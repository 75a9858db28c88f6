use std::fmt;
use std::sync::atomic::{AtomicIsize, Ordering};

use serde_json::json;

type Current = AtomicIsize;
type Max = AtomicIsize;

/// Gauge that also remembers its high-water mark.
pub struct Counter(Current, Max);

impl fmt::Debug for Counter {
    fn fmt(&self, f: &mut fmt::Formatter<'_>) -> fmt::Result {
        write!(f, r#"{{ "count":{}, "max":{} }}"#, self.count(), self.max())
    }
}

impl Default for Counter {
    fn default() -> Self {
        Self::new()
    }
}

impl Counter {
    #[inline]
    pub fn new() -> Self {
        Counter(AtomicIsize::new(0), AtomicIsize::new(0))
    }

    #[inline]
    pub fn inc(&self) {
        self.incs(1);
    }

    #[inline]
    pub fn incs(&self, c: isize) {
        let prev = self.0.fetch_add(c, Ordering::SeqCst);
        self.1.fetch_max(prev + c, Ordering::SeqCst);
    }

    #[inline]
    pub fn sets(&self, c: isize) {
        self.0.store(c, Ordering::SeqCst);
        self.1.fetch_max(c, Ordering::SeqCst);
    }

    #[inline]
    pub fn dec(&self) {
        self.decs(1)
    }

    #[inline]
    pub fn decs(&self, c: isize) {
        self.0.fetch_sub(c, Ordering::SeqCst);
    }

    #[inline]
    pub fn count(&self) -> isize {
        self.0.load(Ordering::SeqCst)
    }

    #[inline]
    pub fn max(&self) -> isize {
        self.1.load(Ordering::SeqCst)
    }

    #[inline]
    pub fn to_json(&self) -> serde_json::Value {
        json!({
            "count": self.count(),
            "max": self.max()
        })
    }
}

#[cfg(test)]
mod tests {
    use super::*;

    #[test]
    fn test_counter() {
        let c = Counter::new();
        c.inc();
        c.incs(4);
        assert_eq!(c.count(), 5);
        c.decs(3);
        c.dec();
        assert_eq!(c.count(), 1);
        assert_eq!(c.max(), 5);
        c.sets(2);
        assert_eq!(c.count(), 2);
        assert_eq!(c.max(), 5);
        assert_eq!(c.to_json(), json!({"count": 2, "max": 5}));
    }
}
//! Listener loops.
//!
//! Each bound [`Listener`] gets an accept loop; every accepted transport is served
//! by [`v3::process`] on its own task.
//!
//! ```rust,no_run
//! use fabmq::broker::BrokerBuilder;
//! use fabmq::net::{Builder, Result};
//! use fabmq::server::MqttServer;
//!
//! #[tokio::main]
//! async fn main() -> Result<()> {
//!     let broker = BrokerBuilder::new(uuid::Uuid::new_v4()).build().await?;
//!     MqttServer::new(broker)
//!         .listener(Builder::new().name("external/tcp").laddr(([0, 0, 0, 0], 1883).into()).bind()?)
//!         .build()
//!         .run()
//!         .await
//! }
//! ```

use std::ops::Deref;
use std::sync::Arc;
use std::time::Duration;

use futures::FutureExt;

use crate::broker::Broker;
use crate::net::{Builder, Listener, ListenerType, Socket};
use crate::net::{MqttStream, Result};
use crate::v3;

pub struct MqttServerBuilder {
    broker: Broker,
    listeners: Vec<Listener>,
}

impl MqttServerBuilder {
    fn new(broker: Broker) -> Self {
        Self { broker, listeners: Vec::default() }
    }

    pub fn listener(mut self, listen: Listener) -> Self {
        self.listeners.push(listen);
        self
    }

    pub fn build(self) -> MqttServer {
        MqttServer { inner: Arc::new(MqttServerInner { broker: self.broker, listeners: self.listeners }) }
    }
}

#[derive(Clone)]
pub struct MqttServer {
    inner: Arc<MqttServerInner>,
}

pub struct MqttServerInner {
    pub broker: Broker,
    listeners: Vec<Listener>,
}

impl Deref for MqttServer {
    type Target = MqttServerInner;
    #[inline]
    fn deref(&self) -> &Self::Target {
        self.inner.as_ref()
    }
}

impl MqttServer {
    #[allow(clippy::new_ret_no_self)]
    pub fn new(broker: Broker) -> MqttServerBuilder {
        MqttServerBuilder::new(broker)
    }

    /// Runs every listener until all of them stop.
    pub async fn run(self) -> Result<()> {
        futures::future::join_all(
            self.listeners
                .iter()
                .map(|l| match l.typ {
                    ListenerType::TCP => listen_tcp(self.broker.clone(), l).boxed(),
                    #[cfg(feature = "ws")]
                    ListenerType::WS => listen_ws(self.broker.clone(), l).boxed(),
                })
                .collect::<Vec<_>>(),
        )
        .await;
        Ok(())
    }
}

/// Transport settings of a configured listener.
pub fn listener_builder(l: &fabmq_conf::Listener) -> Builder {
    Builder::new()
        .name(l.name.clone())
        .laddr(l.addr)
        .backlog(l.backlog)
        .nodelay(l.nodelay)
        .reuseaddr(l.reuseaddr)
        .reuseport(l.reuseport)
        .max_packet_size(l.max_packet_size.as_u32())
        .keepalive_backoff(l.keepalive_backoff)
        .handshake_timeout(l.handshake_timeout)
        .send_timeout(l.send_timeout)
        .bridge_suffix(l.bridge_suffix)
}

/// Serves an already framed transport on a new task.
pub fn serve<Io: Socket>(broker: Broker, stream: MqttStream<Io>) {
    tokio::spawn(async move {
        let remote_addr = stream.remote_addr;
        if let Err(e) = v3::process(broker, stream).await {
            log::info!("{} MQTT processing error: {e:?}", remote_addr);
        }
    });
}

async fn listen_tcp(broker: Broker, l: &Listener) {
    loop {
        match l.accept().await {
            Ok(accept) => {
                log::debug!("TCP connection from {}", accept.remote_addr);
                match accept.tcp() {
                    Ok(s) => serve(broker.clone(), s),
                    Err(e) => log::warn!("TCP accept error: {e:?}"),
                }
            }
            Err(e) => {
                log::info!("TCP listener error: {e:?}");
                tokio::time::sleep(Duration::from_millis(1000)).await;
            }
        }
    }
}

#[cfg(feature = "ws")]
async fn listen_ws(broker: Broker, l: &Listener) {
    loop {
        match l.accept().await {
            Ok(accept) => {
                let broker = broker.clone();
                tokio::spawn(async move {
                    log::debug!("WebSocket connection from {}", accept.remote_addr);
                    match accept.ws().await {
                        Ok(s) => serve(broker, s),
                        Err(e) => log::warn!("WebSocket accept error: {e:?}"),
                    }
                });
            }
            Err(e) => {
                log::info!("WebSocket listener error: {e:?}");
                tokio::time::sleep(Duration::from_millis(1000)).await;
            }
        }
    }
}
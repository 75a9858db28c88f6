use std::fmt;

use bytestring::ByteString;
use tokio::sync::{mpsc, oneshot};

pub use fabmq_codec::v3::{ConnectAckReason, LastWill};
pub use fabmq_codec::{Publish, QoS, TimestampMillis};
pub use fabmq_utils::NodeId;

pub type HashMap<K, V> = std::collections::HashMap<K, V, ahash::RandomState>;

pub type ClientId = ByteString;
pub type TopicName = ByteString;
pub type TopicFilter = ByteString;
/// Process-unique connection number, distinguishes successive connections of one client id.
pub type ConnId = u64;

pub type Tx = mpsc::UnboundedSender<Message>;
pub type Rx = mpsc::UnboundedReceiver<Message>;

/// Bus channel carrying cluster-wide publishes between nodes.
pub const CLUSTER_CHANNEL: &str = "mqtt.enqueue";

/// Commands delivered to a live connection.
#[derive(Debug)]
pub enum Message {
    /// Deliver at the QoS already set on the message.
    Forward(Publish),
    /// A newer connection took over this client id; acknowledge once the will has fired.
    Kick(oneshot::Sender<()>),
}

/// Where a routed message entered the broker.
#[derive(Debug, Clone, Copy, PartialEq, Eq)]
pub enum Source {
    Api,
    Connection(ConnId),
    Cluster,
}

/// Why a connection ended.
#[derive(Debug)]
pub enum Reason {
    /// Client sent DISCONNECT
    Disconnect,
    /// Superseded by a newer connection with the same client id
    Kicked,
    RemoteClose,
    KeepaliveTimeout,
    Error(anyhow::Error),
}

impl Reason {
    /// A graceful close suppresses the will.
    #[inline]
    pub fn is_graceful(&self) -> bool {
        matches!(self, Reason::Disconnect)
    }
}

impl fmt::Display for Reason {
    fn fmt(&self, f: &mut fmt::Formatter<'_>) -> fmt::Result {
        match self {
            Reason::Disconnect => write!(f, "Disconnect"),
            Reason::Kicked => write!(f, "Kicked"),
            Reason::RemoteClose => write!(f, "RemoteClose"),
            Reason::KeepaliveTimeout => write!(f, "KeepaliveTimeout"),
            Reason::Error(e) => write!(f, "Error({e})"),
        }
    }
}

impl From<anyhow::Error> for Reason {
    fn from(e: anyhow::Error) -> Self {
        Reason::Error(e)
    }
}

▶ **Problem statement**
Copy out each line of the listing that contains the word "anyhow".

▶ **Result**
    Error(anyhow::Error),
impl From<anyhow::Error> for Reason {
    fn from(e: anyhow::Error) -> Self {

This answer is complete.